Factors That Invalidate a Will
Wills are scrutinized to confirm their validity and ensure they truly reflect the desires of the decedent. The court could declare a will invalid for various reasons, including:
- The decedent, known as the testator, did not sign the finished will
- The will was not signed by two witnesses
- The witnesses did not know that they were signing a will
- One or both of the witnesses are named beneficiaries in the will
- The testator was lied to and didn’t know they were signing a will, or they included provisions based on false information
- The testator modified the will while mentally incapacitated
If the judge suspects any of the above, they will deem the will unenforceable.
How to Contest a Will
Beyond being invalid, a will can be contested if it is thought to be written under duress, mistake-ridden, or an older, revoked version of the decedent’s will. It’s important to note, however, that a will may only be contested after the death of the testator by any of their beneficiaries, heirs, or creditors to whom they were indebted.

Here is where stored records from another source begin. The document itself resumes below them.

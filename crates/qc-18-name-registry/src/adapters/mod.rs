//! # Adapters Layer (Outer Hexagon)
//!
//! In-memory implementations of the outbound ports.

pub mod clock;
pub mod contract_wallets;
pub mod event_log;
pub mod ledger;

pub use clock::ManualTimeSource;
pub use contract_wallets::InMemoryContractWallets;
pub use event_log::EventLog;
pub use ledger::InMemoryLedger;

If you have a relationship with the testator that qualifies you to contest, you may do so by petitioning for revocation of the probate of the will. In your petition, you will need to list the specific grounds for your opposition.
If you are concerned about the validity of your will, contact Palmer Rodak & Associates. Our attorneys can help you revaluate and modify an existing will to satisfy California legal requirements, or help you draft a new one altogether. Contact us today to get started.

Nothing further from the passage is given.